Confessions of the Verbose


I have a problem.

It's not an issue that I need 12 steps to resolve (well not yet anyways.) It's not the type of difficulty that others might write a country song about (not yet) or the sort that caused me to get beat up in junior high. It's instead the variety of hindrance that causes massive delays at awkward times, the nature of which often don't need to occur at all. This kind of problem has been known to cause massive boredom that could be completely avoided or to not ever allow someone to get to the end  of a resume, cover letter, or 2 page job application that needed 17 extra pages attached.

Politicians suffer from it.

"It's Turribel" (as Charles Barkley would say)

It's almost a sickness, some type of disease, being dragged along every where I go that I am forced to deal with, medicate, mediate, and mitigate on a daily basis.

Are you ready for it?

I am… (far) less than concise.

Ok, maybe being on the "not so" side of concise doesn't sound like that big of a deal, but let's look at the facts.

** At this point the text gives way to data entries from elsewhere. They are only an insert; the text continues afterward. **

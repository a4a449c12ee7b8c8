//! Conversion from a flat trained tree to the [`TreeNode`] domain model.
//!
//! The flat representation is an arena indexed by node id; conversion
//! materializes it into an owned tree, root first. Sample sets are threaded
//! top-down from the full index range at the root, so each split's histogram
//! shows the population that actually reaches it.

use std::borrow::Cow;

use ndarray::ArrayView2;

use super::TrainedTree;
use crate::data::{Dataset, SampleSet};
use crate::error::{EngineError, Result};
use crate::repr::{LeafNode, SplitNode, TreeNode};
use crate::stats::HistogramBuilder;

/// Default target bin count for split histograms.
pub const DEFAULT_HISTOGRAM_BINS: usize = 10;

/// Converts a [`TrainedTree`] into a [`TreeNode`], attaching histograms.
#[derive(Debug, Clone)]
pub struct TreeConverter<'a> {
    trained: &'a TrainedTree,
    features: ArrayView2<'a, f64>,
    labels: &'a [usize],
    feature_names: &'a [String],
    class_names: Cow<'a, [String]>,
    histogram_bins: usize,
}

impl<'a> TreeConverter<'a> {
    /// Converter over the dataset the tree was trained on.
    pub fn new(trained: &'a TrainedTree, dataset: &'a Dataset) -> Self {
        Self {
            trained,
            features: dataset.features(),
            labels: dataset.labels(),
            feature_names: dataset.feature_names(),
            class_names: Cow::Borrowed(dataset.class_names()),
            histogram_bins: DEFAULT_HISTOGRAM_BINS,
        }
    }

    /// Converter over raw training arrays.
    ///
    /// Histogram classes are named by their label index.
    ///
    /// # Errors
    ///
    /// [`EngineError::ConfigurationMismatch`] if `feature_names` does not match
    /// the column count, or `labels` the row count.
    pub fn from_parts(
        trained: &'a TrainedTree,
        feature_names: &'a [String],
        features: ArrayView2<'a, f64>,
        labels: &'a [usize],
    ) -> Result<Self> {
        if feature_names.len() != features.ncols() {
            log::error!(
                "tree conversion given {} feature names for {} columns",
                feature_names.len(),
                features.ncols()
            );
            return Err(EngineError::ConfigurationMismatch {
                what: "feature_names",
                found: feature_names.len(),
                expected: features.ncols(),
            });
        }
        if labels.len() != features.nrows() {
            return Err(EngineError::ConfigurationMismatch {
                what: "labels",
                found: labels.len(),
                expected: features.nrows(),
            });
        }

        let n_classes = labels.iter().max().map_or(0, |&m| m + 1);
        let class_names = (0..n_classes).map(|c| c.to_string()).collect();

        Ok(Self {
            trained,
            features,
            labels,
            feature_names,
            class_names: Cow::Owned(class_names),
            histogram_bins: DEFAULT_HISTOGRAM_BINS,
        })
    }

    /// Target bin count for split histograms.
    pub fn histogram_bins(mut self, bins: usize) -> Self {
        self.histogram_bins = bins.max(1);
        self
    }

    /// Run the conversion.
    ///
    /// # Errors
    ///
    /// [`EngineError::InvalidTree`] if the flat tree is structurally broken.
    pub fn convert(&self) -> Result<TreeNode> {
        self.trained.validate(self.features.ncols())?;
        let root_samples = SampleSet::all(self.features.nrows());
        Ok(self.convert_node(0, root_samples))
    }

    fn convert_node(&self, node: usize, samples: SampleSet) -> TreeNode {
        let tree = self.trained;
        let sample_count = tree.n_node_samples[node];
        let impurity = tree.impurity[node];
        let value = tree.value[node].clone();

        if tree.is_leaf(node) {
            return LeafNode::new(sample_count, impurity, value).into();
        }

        // validate() guarantees ids are in range.
        let feature = tree.feature[node] as usize;
        let threshold = tree.threshold[node];
        let left_id = tree.children_left[node] as usize;
        let right_id = tree.children_right[node] as usize;

        let histogram = (!samples.is_empty()).then(|| {
            let values: Vec<f64> = samples.iter().map(|i| self.features[[i, feature]]).collect();
            let labels: Vec<usize> = samples.iter().map(|i| self.labels[i]).collect();
            HistogramBuilder::new(&self.class_names)
                .target_bins(self.histogram_bins)
                .threshold(Some(threshold))
                .build(&values, &labels)
        });

        let (left_samples, right_samples) = samples.partition(self.features.column(feature), threshold);
        let left = self.convert_node(left_id, left_samples);
        let right = self.convert_node(right_id, right_samples);

        TreeNode::Split(SplitNode {
            sample_count,
            impurity,
            class_value_distribution: value,
            feature_name: self.feature_names[feature].clone(),
            feature_index: Some(feature),
            threshold,
            histogram,
            left: Box::new(left),
            right: Box::new(right),
        })
    }
}

/// Convert `trained` using raw training arrays.
///
/// Shorthand for [`TreeConverter::from_parts`] followed by
/// [`TreeConverter::convert`].
pub fn convert<'a>(
    trained: &'a TrainedTree,
    feature_names: &'a [String],
    features: ArrayView2<'a, f64>,
    labels: &'a [usize],
) -> Result<TreeNode> {
    TreeConverter::from_parts(trained, feature_names, features, labels)?.convert()
}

  • I can spend an hour crafting a sentence that really doesn't say anything useful to anybody
  • Writing a blog post that is less than 300 words is nearly impossible for me
  • Writing anything of relevance or usefulness to anyone, anywhere without taking 7 and a half times as long to say it as the average person, seems to be beyond the upper reaches of what I am capable of.
  • If my life depended on being a successful copy writer, I would not be fortunate enough to make it to flag day (I know your brain is rapidly trying to place flag day in one of the calendar months and it's just not finding recognition.)

This nearly terminal condition was diagnosed by my friend Mark Seiverkropp the other day. He writes a blog called "Hard and Simple Things" which, for me, being concise fits perfectly into this category (extremely simple by definition, but very difficult.)

This is so important in the world that I work in because recruiters and hiring managers often spend less than 10 seconds looking at resumes and those that are less than concise. If you can use fewer words to say the same thing, you will often win out.

So in the spirit of brevity and twitter, I will simply provide a quote from Baltasar Gracian who said it best;

"Good things, when short, are twice as good"

Where have you found this quote to be true?